• _Data_

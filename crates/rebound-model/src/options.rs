use serde::{Deserialize, Serialize};

#[cfg(feature = "schema")]
use schemars::JsonSchema;

use crate::{
    domain::DelayMs,
    error::{ModelError, ModelResult},
};

/// Configuration of an exponential backoff schedule.
///
/// The delay for step `n` is `min(max, initial * 2^max(n - j, 0))`, where `j` is
/// a jitter sample drawn from `[0, random]` and rounded to the nearest integer.
///
/// All three fields are required; no defaults are provided here.
/// Values are not checked when deserialized, call [`ExponentialOptions::validate`]
/// (or construct the strategy with `try_new`) to reject nonsensical input.
#[derive(Clone, Copy, Debug, PartialEq, Serialize, Deserialize)]
#[cfg_attr(feature = "schema", derive(JsonSchema))]
#[serde(rename_all = "camelCase")]
pub struct ExponentialOptions {
    /// Base delay in milliseconds, returned as-is at step zero.
    pub initial: DelayMs,
    /// Upper bound of the jitter subtracted from the step count.
    ///
    /// Expressed in steps, not milliseconds: a value of `2.0` may lower the
    /// growth exponent by up to two.
    pub random: f64,
    /// Hard ceiling on the returned delay in milliseconds.
    pub max: DelayMs,
}

impl ExponentialOptions {
    pub const fn new(initial: DelayMs, random: f64, max: DelayMs) -> Self {
        Self {
            initial,
            random,
            max,
        }
    }

    /// Options without jitter: every step produces a deterministic delay.
    pub const fn deterministic(initial: DelayMs, max: DelayMs) -> Self {
        Self::new(initial, 0.0, max)
    }

    /// Checks that the configuration describes a meaningful schedule.
    ///
    /// # Examples
    /// ```
    /// use rebound_model::{ExponentialOptions, ModelError};
    ///
    /// assert!(ExponentialOptions::new(100, 1.0, 10_000).validate().is_ok());
    /// assert_eq!(
    ///     ExponentialOptions::new(500, 0.0, 100).validate(),
    ///     Err(ModelError::MaxBelowInitial { initial: 500, max: 100 }),
    /// );
    /// ```
    pub fn validate(&self) -> ModelResult<()> {
        if self.initial == 0 {
            return Err(ModelError::ZeroInitial);
        }
        if self.max == 0 {
            return Err(ModelError::ZeroMax);
        }
        if self.max < self.initial {
            return Err(ModelError::MaxBelowInitial {
                initial: self.initial,
                max: self.max,
            });
        }
        if !self.random.is_finite() || self.random < 0.0 {
            return Err(ModelError::InvalidRandom(self.random));
        }
        Ok(())
    }

    /// Returns `true` when the configuration draws no jitter.
    pub fn is_deterministic(&self) -> bool {
        self.random == 0.0
    }
}
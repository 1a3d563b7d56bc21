use std::{fmt, str::FromStr};

use serde::{Deserialize, Deserializer, Serialize, Serializer};

use crate::error::LogError;

/// Where and how log records are written.
#[derive(Debug, Default, Clone, Copy, PartialEq, Eq)]
#[non_exhaustive]
pub enum LogFormat {
    /// Human-readable lines on stdout.
    #[default]
    Text,
    /// One JSON object per record on stdout.
    Json,
    /// systemd-journald (Linux only).
    Journald,
}

impl FromStr for LogFormat {
    type Err = LogError;
    fn from_str(s: &str) -> Result<Self, Self::Err> {
        match s.trim().to_ascii_lowercase().as_str() {
            "text" | "plain" => Ok(Self::Text),
            "json" => Ok(Self::Json),
            "journald" | "journal" if cfg!(target_os = "linux") => Ok(Self::Journald),
            "journald" | "journal" => Err(LogError::JournaldNotSupported),
            _ => Err(LogError::InvalidFormat(s.to_string())),
        }
    }
}

impl fmt::Display for LogFormat {
    fn fmt(&self, f: &mut fmt::Formatter<'_>) -> fmt::Result {
        f.write_str(match self {
            LogFormat::Text => "text",
            LogFormat::Json => "json",
            LogFormat::Journald => "journald",
        })
    }
}

impl Serialize for LogFormat {
    fn serialize<S: Serializer>(&self, serializer: S) -> Result<S::Ok, S::Error> {
        serializer.collect_str(self)
    }
}

impl<'de> Deserialize<'de> for LogFormat {
    fn deserialize<D: Deserializer<'de>>(deserializer: D) -> Result<Self, D::Error> {
        let s = String::deserialize(deserializer)?;
        s.parse().map_err(serde::de::Error::custom)
    }
}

• _Task objective_
Each entry needs to be copied out exactly as written.

• _Exercise result_
filename crates/rebound-model/src/options.rs
use serde::{Deserialize, Serialize};

#[cfg(feature = "schema")]
use schemars::JsonSchema;

use crate::{
    domain::DelayMs,
    error::{ModelError, ModelResult},
};

/// Configuration of an exponential backoff schedule.
///
/// The delay for step `n` is `min(max, initial * 2^max(n - j, 0))`, where `j` is
/// a jitter sample drawn from `[0, random]` and rounded to the nearest integer.
///
/// All three fields are required; no defaults are provided here.
/// Values are not checked when deserialized, call [`ExponentialOptions::validate`]
/// (or construct the strategy with `try_new`) to reject nonsensical input.
#[derive(Clone, Copy, Debug, PartialEq, Serialize, Deserialize)]
#[cfg_attr(feature = "schema", derive(JsonSchema))]
#[serde(rename_all = "camelCase")]
pub struct ExponentialOptions {
    /// Base delay in milliseconds, returned as-is at step zero.
    pub initial: DelayMs,
    /// Upper bound of the jitter subtracted from the step count.
    ///
    /// Expressed in steps, not milliseconds: a value of `2.0` may lower the
    /// growth exponent by up to two.
    pub random: f64,
    /// Hard ceiling on the returned delay in milliseconds.
    pub max: DelayMs,
}

impl ExponentialOptions {
    pub const fn new(initial: DelayMs, random: f64, max: DelayMs) -> Self {
        Self {
            initial,
            random,
            max,
        }
    }

    /// Options without jitter: every step produces a deterministic delay.
    pub const fn deterministic(initial: DelayMs, max: DelayMs) -> Self {
        Self::new(initial, 0.0, max)
    }

    /// Checks that the configuration describes a meaningful schedule.
    ///
    /// # Examples
    /// ```
    /// use rebound_model::{ExponentialOptions, ModelError};
    ///
    /// assert!(ExponentialOptions::new(100, 1.0, 10_000).validate().is_ok());
    /// assert_eq!(
    ///     ExponentialOptions::new(500, 0.0, 100).validate(),
    ///     Err(ModelError::MaxBelowInitial { initial: 500, max: 100 }),
    /// );
    /// ```
    pub fn validate(&self) -> ModelResult<()> {
        if self.initial == 0 {
            return Err(ModelError::ZeroInitial);
        }
        if self.max == 0 {
            return Err(ModelError::ZeroMax);
        }
        if self.max < self.initial {
            return Err(ModelError::MaxBelowInitial {
                initial: self.initial,
                max: self.max,
            });
        }
        if !self.random.is_finite() || self.random < 0.0 {
            return Err(ModelError::InvalidRandom(self.random));
        }
        Ok(())
    }

    /// Returns `true` when the configuration draws no jitter.
    pub fn is_deterministic(&self) -> bool {
        self.random == 0.0
    }
}
repository 1a3d563b7d56bc21
use std::{fmt, str::FromStr};

use serde::{Deserialize, Deserializer, Serialize, Serializer};

use crate::error::LogError;

/// Where and how log records are written.
#[derive(Debug, Default, Clone, Copy, PartialEq, Eq)]
#[non_exhaustive]
pub enum LogFormat {
    /// Human-readable lines on stdout.
    #[default]
    Text,
    /// One JSON object per record on stdout.
    Json,
    /// systemd-journald (Linux only).
    Journald,
}

impl FromStr for LogFormat {
    type Err = LogError;
    fn from_str(s: &str) -> Result<Self, Self::Err> {
        match s.trim().to_ascii_lowercase().as_str() {
            "text" | "plain" => Ok(Self::Text),
            "json" => Ok(Self::Json),
            "journald" | "journal" if cfg!(target_os = "linux") => Ok(Self::Journald),
            "journald" | "journal" => Err(LogError::JournaldNotSupported),
            _ => Err(LogError::InvalidFormat(s.to_string())),
        }
    }
}

impl fmt::Display for LogFormat {
    fn fmt(&self, f: &mut fmt::Formatter<'_>) -> fmt::Result {
        f.write_str(match self {
            LogFormat::Text => "text",
            LogFormat::Json => "json",
            LogFormat::Journald => "journald",
        })
    }
}

impl Serialize for LogFormat {
    fn serialize<S: Serializer>(&self, serializer: S) -> Result<S::Ok, S::Error> {
        serializer.collect_str(self)
    }
}

impl<'de> Deserialize<'de> for LogFormat {
    fn deserialize<D: Deserializer<'de>>(deserializer: D) -> Result<Self, D::Error> {
        let s = String::deserialize(deserializer)?;
        s.parse().map_err(serde::de::Error::custom)
    }
}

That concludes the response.